SimpleCognitiveMemory Documentation
The SimpleCognitiveMemory is a lightweight class designed to simplify the management of memory for AI systems, particularly when interacting with LLMs. It handles message storage, automatic pruning of old messages, preservation of important prompts, and optional removal of images to optimize token usage.
Key Features
- Capacity Management: Automatically discards older messages when capacity is exceeded.
- Preservation of Crucial Messages: Allows preservation of initial messages, such as LLM instructions or initial prompts.
- Image Pruning: Optionally removes images from messages to reduce the number of tokens and lower memory usage.
Initializing
You can create an instance of SimpleCognitiveMemory
by specifying:
- capacity
: The maximum number of messages to store (default is 5).
- keep_images
: Whether to keep image URLs in messages (default is True
).
- preserve
: A list of messages to be preserved and never pruned (e.g., initial instructions).
from cognition_layer.memory.simple import SimpleCognitiveMemory
memory = SimpleCognitiveMemory(capacity=10, keep_images=False)

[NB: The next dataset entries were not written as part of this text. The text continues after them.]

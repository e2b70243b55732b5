//! Unified error handling with Sentry integration.
//!
//! Provides a unified `AppError` type that captures errors to Sentry before
//! responding to the client. All route handlers should return `Result<T, AppError>`.
//! Responses are JSON: `{"error": "..."}`, plus `"missing": [...]` when the
//! client has fields to fill in.

use axum::{
    Json,
    http::StatusCode,
    response::{IntoResponse, Response},
};
use serde::Serialize;
use thiserror::Error;

use crate::db::RepositoryError;
use crate::payments::PaymentError;
use crate::services::{AuthError, ServiceError};

/// Application-level error type for the storefront.
#[derive(Debug, Error)]
pub enum AppError {
    /// A checkout service failed.
    #[error("Service error: {0}")]
    Service(#[from] ServiceError),

    /// Authentication operation failed.
    #[error("Auth error: {0}")]
    Auth(#[from] AuthError),

    /// Reading or writing the session failed.
    #[error("Session error: {0}")]
    Session(#[from] tower_sessions::session::Error),

    /// Resource not found.
    #[error("Not found: {0}")]
    NotFound(String),

    /// User is not authenticated.
    #[error("Unauthorized: {0}")]
    Unauthorized(String),

    /// Bad request from client.
    #[error("Bad request: {0}")]
    BadRequest(String),

    /// Internal server error.
    #[error("Internal error: {0}")]
    Internal(String),
}

impl From<RepositoryError> for AppError {
    fn from(err: RepositoryError) -> Self {
        Self::Service(ServiceError::DataAccess(err))
    }
}

impl From<PaymentError> for AppError {
    fn from(err: PaymentError) -> Self {
        Self::Service(ServiceError::Provider(err))
    }
}

#[derive(Serialize)]
struct ErrorBody {
    error: String,
    #[serde(skip_serializing_if = "Option::is_none")]
    missing: Option<Vec<&'static str>>,
}

fn payment_status(err: &PaymentError) -> StatusCode {
    match err {
        PaymentError::Provider { status: 409, .. } => StatusCode::CONFLICT,
        PaymentError::Provider { status, .. } if *status >= 500 => StatusCode::BAD_GATEWAY,
        PaymentError::Provider { .. } => StatusCode::PAYMENT_REQUIRED,
        PaymentError::Amount(_) => StatusCode::BAD_REQUEST,
        PaymentError::Http(_) | PaymentError::Parse(_) => StatusCode::BAD_GATEWAY,
    }
}

impl AppError {
    /// HTTP status for this error.
    #[must_use]
    pub fn status(&self) -> StatusCode {
        match self {
            Self::Service(err) => match err {
                ServiceError::Validation { .. } | ServiceError::InvalidSavedCard => {
                    StatusCode::BAD_REQUEST
                }
                ServiceError::AuthRequired => StatusCode::UNAUTHORIZED,
                ServiceError::Provider(e) => payment_status(e),
                ServiceError::DataAccess(RepositoryError::NotFound) | ServiceError::NotFound => {
                    StatusCode::NOT_FOUND
                }
                ServiceError::DataAccess(RepositoryError::Conflict(_))
                | ServiceError::IncompleteOrder { .. } => StatusCode::CONFLICT,
                ServiceError::DataAccess(_) => StatusCode::INTERNAL_SERVER_ERROR,
            },
            Self::Auth(err) => match err {
                AuthError::InvalidCredentials => StatusCode::UNAUTHORIZED,
                AuthError::UserAlreadyExists => StatusCode::CONFLICT,
                AuthError::WeakPassword(_) | AuthError::InvalidEmail(_) => StatusCode::BAD_REQUEST,
                AuthError::Repository(_) | AuthError::PasswordHash => {
                    StatusCode::INTERNAL_SERVER_ERROR
                }
            },
            Self::NotFound(_) => StatusCode::NOT_FOUND,
            Self::Unauthorized(_) => StatusCode::UNAUTHORIZED,
            Self::BadRequest(_) => StatusCode::BAD_REQUEST,
            Self::Session(_) | Self::Internal(_) => StatusCode::INTERNAL_SERVER_ERROR,
        }
    }

    // Don't expose internal error details to clients
    fn body(&self) -> ErrorBody {
        let (error, missing) = match self {
            Self::Service(err) => match err {
                ServiceError::Validation { missing } => {
                    ("Invalid input".to_string(), Some(missing.clone()))
                }
                ServiceError::IncompleteOrder { missing } => {
                    ("Order is incomplete".to_string(), Some(missing.clone()))
                }
                ServiceError::AuthRequired => ("Sign-in required".to_string(), None),
                ServiceError::Provider(e) => (e.customer_message().to_string(), None),
                ServiceError::InvalidSavedCard => {
                    ("Saved card is not available".to_string(), None)
                }
                ServiceError::NotFound | ServiceError::DataAccess(RepositoryError::NotFound) => {
                    ("Not found".to_string(), None)
                }
                ServiceError::DataAccess(RepositoryError::Conflict(_)) => {
                    ("Conflicting update, please retry".to_string(), None)
                }
                ServiceError::DataAccess(_) => ("Internal server error".to_string(), None),
            },
            Self::Auth(err) => match err {
                AuthError::InvalidCredentials => ("Invalid credentials".to_string(), None),
                AuthError::UserAlreadyExists => (
                    "An account with this email already exists".to_string(),
                    None,
                ),
                AuthError::WeakPassword(msg) => (msg.clone(), None),
                AuthError::InvalidEmail(_) => ("Invalid email address".to_string(), None),
                AuthError::Repository(_) | AuthError::PasswordHash => {
                    ("Internal server error".to_string(), None)
                }
            },
            Self::Session(_) | Self::Internal(_) => ("Internal server error".to_string(), None),
            Self::NotFound(msg) | Self::Unauthorized(msg) | Self::BadRequest(msg) => {
                (msg.clone(), None)
            }
        };
        ErrorBody { error, missing }
    }
}

impl IntoResponse for AppError {
    fn into_response(self) -> Response {
        let status = self.status();

        // Capture server errors to Sentry
        if status.is_server_error() {
            let event_id = sentry::capture_error(&self);
            tracing::error!(
                error = %self,
                sentry_event_id = %event_id,
                "Request error"
            );
        } else {
            tracing::debug!(error = %self, status = status.as_u16(), "Request rejected");
        }

        (status, Json(self.body())).into_response()
    }
}

/// Result type alias for `AppError`.
pub type Result<T> = std::result::Result<T, AppError>;

/// Set the Sentry user context from a user ID.
///
/// Call this after successful authentication to associate errors with users.
pub fn set_sentry_user(user_id: &impl ToString, email: Option<&str>) {
    sentry::configure_scope(|scope| {
        scope.set_user(Some(sentry::User {
            id: Some(user_id.to_string()),
            email: email.map(String::from),
            ..Default::default()
        }));
    });
}

/// Clear the Sentry user context.
///
/// Call this on logout to stop associating errors with the user.
pub fn clear_sentry_user() {
    sentry::configure_scope(|scope| {
        scope.set_user(None);
    });
}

Preserving Important Messages
To ensure that critical messages like initial prompts or instructions are never discarded, use the preserve
parameter:
from cognition_layer.memory.simple import SimpleCognitiveMemory
from langchain_core.messages import SystemMessage
initial_instructions = [SystemMessage(content="Follow these rules strictly. [...]")]
memory = SimpleCognitiveMemory(capacity=10, preserve=initial_instructions)

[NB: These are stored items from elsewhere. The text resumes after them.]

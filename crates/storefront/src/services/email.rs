//! Order confirmation emails.
//!
//! Uses SMTP via lettre for delivery with Askama HTML and plain text templates.

use askama::Template;
use async_trait::async_trait;
use lettre::{
    AsyncSmtpTransport, AsyncTransport, Message, Tokio1Executor,
    message::{MultiPart, SinglePart, header::ContentType},
    transport::smtp::{Error as SmtpError, authentication::Credentials},
};
use secrecy::ExposeSecret;
use serde::{Deserialize, Serialize};
use thiserror::Error;

use storehouse_core::{CurrencyCode, Price};

use crate::config::EmailConfig;
use crate::models::SubmittedOrder;

/// HTML template for the order confirmation email.
#[derive(Template)]
#[template(path = "email/order_confirmation.html")]
struct OrderConfirmationHtml<'a> {
    order: &'a OrderConfirmation,
}

/// Plain text template for the order confirmation email.
#[derive(Template)]
#[template(path = "email/order_confirmation.txt")]
struct OrderConfirmationText<'a> {
    order: &'a OrderConfirmation,
}

/// Errors that can occur when sending email.
#[derive(Debug, Error)]
pub enum MailError {
    /// SMTP transport error.
    #[error("SMTP error: {0}")]
    Smtp(#[from] SmtpError),

    /// Failed to build email message.
    #[error("Failed to build message: {0}")]
    MessageBuild(#[from] lettre::error::Error),

    /// Invalid email address.
    #[error("Invalid email address: {0}")]
    InvalidAddress(String),

    /// Template rendering error.
    #[error("Template error: {0}")]
    Template(#[from] askama::Error),
}

/// One product line as printed in the email.
#[derive(Debug, Clone, PartialEq, Eq, Serialize, Deserialize)]
pub struct ConfirmationLine {
    pub title: String,
    pub quantity: u32,
    /// Preformatted, e.g. `$100.00`.
    pub line_total: String,
}

/// Everything the confirmation email shows.
#[derive(Debug, Clone, PartialEq, Eq)]
pub struct OrderConfirmation {
    pub to: String,
    pub name: String,
    pub order_number: String,
    /// Preformatted total.
    pub order_total: String,
    /// Preformatted placement date.
    pub created_at: String,
    pub lines: Vec<ConfirmationLine>,
}

impl OrderConfirmation {
    /// Confirmation for an accepted order.
    #[must_use]
    pub fn for_order(order: &SubmittedOrder, to: &str, name: &str, currency: CurrencyCode) -> Self {
        Self {
            to: to.to_owned(),
            name: name.to_owned(),
            order_number: order.order_number.clone(),
            order_total: Price::new(order.order_total, currency).to_string(),
            created_at: order.created_at.format("%B %-d, %Y").to_string(),
            lines: order
                .products_ordered
                .iter()
                .map(|p| ConfirmationLine {
                    title: p.title.clone(),
                    quantity: u32::from(p.quantity.get()),
                    line_total: Price::new(p.line_total, currency).to_string(),
                })
                .collect(),
        }
    }

    fn subject(&self) -> String {
        format!("Order confirmation {}", self.order_number)
    }
}

/// Sends order confirmation emails.
#[async_trait]
pub trait ConfirmationMailer: Send + Sync {
    async fn send_order_confirmation(&self, order: &OrderConfirmation) -> Result<(), MailError>;
}

/// SMTP delivery.
#[derive(Clone)]
pub struct SmtpMailer {
    mailer: AsyncSmtpTransport<Tokio1Executor>,
    from_address: String,
}

impl SmtpMailer {
    /// Create a new mailer from configuration.
    ///
    /// # Errors
    ///
    /// Returns error if the SMTP relay cannot be configured.
    pub fn new(config: &EmailConfig) -> Result<Self, SmtpError> {
        let credentials = Credentials::new(
            config.smtp_username.clone(),
            config.smtp_password.expose_secret().to_string(),
        );

        let mailer = AsyncSmtpTransport::<Tokio1Executor>::starttls_relay(&config.smtp_host)?
            .port(config.smtp_port)
            .credentials(credentials)
            .build();

        Ok(Self {
            mailer,
            from_address: config.from_address.clone(),
        })
    }

    /// Send a multipart email with both plain text and HTML versions.
    async fn send_multipart_email(
        &self,
        to: &str,
        subject: &str,
        text_body: String,
        html_body: String,
    ) -> Result<(), MailError> {
        let email = Message::builder()
            .from(
                self.from_address
                    .parse()
                    .map_err(|_| MailError::InvalidAddress(self.from_address.clone()))?,
            )
            .to(to
                .parse()
                .map_err(|_| MailError::InvalidAddress(to.to_string()))?)
            .subject(subject)
            .multipart(
                MultiPart::alternative()
                    .singlepart(
                        SinglePart::builder()
                            .header(ContentType::TEXT_PLAIN)
                            .body(text_body),
                    )
                    .singlepart(
                        SinglePart::builder()
                            .header(ContentType::TEXT_HTML)
                            .body(html_body),
                    ),
            )?;

        self.mailer.send(email).await?;

        tracing::info!(to = %to, subject = %subject, "Email sent successfully");
        Ok(())
    }
}

#[async_trait]
impl ConfirmationMailer for SmtpMailer {
    async fn send_order_confirmation(&self, order: &OrderConfirmation) -> Result<(), MailError> {
        let html = OrderConfirmationHtml { order }.render()?;
        let text = OrderConfirmationText { order }.render()?;

        self.send_multipart_email(&order.to, &order.subject(), text, html)
            .await
    }
}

Note: The total number of preserved messages cannot exceed the specified capacity.
Updating Memory with New Messages
To add new messages to the memory:
from langchain_core.messages import HumanMessage
new_messages = [HumanMessage(content="What is the weather today?")]
memory.update(new_messages)
Older messages will be automatically removed when the capacity limit is reached.
Removing Images Automatically
If you want to minimize the token cost by removing images from the memory buffer, set keep_images
to False
during initialization:
memory = SimpleCognitiveMemory(capacity=10, keep_images=False)
Alternatively, you can prune images from the messages manually using the utility function:
from cognition_layer.memory.simple import prune_images_from_messages
prune_images_from_messages(memory.messages)
Retrieving Messages
Access the current state of memory using the messages
property. This will include both preserved and regular messages:
all_messages = memory.messages
Example Usage
from cognition_layer.memory.simple import SimpleCognitiveMemory
from langchain_core.messages import SystemMessage, AIMessage, HumanMessage
# Initialize memory with capacity and preserved instructions
instructions = [SystemMessage(content="You are a helpful assistant.")]
memory = SimpleCognitiveMemory(capacity=5, preserve=instructions, keep_images=False)
# Update memory with new messages
memory.update([AIMessage(content="Hello, how can I assist you today?")])
memory.update([HumanMessage(content="What's the weather today?")])
# Retrieve all stored messages
for msg in memory.messages:
print(msg.content)
Conclusion
The SimpleCognitiveMemory
class simplifies memory handling for LLMs by:
- Automatically managing capacity and removing old messages.
- Preserving crucial prompts or instructions.
- Optionally reducing memory cost by removing images.
This makes it ideal for efficient and scalable LLM-based applications where memory management and token optimization are critical.